EXERCISE REQUIREMENTS – In the listing below, which lines contain the string "Unknown"? Copy them all.

GIVEN RECORDS –
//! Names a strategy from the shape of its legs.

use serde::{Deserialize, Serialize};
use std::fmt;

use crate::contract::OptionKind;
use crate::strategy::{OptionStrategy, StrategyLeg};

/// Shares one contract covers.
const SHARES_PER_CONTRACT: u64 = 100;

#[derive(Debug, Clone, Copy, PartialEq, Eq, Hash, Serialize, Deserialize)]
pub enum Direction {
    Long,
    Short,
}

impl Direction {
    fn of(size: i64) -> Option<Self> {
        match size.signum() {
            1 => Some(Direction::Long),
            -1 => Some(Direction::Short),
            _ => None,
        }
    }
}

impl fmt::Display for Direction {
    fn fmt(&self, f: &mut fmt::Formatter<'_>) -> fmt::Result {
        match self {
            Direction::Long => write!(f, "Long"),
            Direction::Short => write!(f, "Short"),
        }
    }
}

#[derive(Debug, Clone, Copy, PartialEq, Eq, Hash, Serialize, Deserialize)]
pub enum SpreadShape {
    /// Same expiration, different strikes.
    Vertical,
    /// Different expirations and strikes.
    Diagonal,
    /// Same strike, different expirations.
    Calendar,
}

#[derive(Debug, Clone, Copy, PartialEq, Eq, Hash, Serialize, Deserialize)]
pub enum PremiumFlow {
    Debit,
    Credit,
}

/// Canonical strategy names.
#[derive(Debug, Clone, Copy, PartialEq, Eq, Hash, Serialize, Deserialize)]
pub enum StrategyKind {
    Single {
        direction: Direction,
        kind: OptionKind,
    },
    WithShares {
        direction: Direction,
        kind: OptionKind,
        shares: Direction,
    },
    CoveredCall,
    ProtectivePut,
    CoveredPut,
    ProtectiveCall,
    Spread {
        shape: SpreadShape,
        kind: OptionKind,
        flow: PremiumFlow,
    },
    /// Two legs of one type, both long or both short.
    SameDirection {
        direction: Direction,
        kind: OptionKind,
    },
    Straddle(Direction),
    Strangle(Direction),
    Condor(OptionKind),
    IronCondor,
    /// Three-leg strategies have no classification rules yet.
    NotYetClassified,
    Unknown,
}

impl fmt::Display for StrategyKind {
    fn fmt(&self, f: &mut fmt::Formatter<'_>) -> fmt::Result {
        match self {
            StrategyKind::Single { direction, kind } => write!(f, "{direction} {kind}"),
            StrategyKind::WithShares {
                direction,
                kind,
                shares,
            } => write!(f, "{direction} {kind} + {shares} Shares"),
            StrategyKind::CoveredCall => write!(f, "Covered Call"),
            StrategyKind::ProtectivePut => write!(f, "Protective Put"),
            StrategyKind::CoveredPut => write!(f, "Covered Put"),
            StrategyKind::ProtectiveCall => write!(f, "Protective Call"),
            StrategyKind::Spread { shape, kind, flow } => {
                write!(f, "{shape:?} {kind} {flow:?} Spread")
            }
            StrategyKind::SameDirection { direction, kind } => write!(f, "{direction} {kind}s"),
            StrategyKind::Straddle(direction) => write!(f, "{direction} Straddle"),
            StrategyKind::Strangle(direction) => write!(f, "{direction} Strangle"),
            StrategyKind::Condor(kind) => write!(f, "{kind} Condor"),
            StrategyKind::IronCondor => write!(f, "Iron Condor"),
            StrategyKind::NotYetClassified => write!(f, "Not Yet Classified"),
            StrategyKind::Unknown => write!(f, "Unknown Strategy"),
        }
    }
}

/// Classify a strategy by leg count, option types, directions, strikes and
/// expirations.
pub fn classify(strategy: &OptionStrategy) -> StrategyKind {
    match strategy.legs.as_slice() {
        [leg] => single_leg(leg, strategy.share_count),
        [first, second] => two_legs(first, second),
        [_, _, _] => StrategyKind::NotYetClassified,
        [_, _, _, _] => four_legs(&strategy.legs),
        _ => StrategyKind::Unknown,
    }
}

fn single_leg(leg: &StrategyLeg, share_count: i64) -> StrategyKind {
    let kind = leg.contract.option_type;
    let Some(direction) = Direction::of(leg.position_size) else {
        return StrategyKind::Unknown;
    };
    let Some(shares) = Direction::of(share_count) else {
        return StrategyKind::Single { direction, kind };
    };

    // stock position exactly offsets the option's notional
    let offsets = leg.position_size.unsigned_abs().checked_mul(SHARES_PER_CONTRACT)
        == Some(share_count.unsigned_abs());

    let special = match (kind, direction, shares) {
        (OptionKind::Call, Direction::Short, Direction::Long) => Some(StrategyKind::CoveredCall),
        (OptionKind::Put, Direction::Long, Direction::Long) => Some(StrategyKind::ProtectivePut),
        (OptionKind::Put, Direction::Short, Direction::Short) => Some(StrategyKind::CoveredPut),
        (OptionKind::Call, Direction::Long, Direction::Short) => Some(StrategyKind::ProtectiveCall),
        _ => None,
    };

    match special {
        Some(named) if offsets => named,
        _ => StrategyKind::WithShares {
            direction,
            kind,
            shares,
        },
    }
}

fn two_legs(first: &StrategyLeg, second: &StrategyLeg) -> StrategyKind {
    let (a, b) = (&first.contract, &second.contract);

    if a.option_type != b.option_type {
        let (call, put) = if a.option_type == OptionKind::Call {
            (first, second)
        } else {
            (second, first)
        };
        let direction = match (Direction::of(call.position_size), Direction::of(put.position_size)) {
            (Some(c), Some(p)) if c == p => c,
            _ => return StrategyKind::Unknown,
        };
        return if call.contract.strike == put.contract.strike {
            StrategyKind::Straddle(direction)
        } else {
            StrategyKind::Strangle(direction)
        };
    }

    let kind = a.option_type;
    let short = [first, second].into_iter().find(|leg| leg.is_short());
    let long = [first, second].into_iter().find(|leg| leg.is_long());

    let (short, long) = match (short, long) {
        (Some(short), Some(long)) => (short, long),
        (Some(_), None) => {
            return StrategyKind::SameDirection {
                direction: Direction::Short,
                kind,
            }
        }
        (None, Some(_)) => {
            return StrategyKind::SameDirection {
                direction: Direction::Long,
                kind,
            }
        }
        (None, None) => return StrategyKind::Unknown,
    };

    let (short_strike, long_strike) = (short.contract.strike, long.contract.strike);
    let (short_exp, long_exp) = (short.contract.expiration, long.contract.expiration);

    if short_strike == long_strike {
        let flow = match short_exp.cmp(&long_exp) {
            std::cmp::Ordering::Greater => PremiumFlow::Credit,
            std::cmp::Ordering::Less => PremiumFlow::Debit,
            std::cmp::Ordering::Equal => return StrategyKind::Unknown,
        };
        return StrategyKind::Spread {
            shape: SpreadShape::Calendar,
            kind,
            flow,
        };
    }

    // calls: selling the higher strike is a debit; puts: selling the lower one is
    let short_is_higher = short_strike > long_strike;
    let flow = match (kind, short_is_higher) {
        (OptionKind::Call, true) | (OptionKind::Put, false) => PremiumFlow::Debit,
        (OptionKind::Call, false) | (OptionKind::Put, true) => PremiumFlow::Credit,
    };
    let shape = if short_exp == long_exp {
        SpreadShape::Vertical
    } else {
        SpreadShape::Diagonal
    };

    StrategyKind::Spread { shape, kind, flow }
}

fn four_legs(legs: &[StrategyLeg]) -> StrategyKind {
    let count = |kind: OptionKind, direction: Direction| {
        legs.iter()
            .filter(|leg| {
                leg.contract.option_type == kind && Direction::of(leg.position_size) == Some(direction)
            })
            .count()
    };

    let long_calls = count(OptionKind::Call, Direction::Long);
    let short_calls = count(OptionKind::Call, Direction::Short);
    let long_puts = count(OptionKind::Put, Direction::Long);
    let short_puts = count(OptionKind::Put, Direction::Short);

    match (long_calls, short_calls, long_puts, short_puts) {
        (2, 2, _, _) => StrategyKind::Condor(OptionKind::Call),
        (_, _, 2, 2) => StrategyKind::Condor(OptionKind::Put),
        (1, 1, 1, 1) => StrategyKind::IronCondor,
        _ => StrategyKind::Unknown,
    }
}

PROBLEM SOLUTION –
    Unknown,
            StrategyKind::Unknown => write!(f, "Unknown Strategy"),
        _ => StrategyKind::Unknown,
        return StrategyKind::Unknown;
            _ => return StrategyKind::Unknown,
        (None, None) => return StrategyKind::Unknown,
            std::cmp::Ordering::Equal => return StrategyKind::Unknown,
        _ => StrategyKind::Unknown,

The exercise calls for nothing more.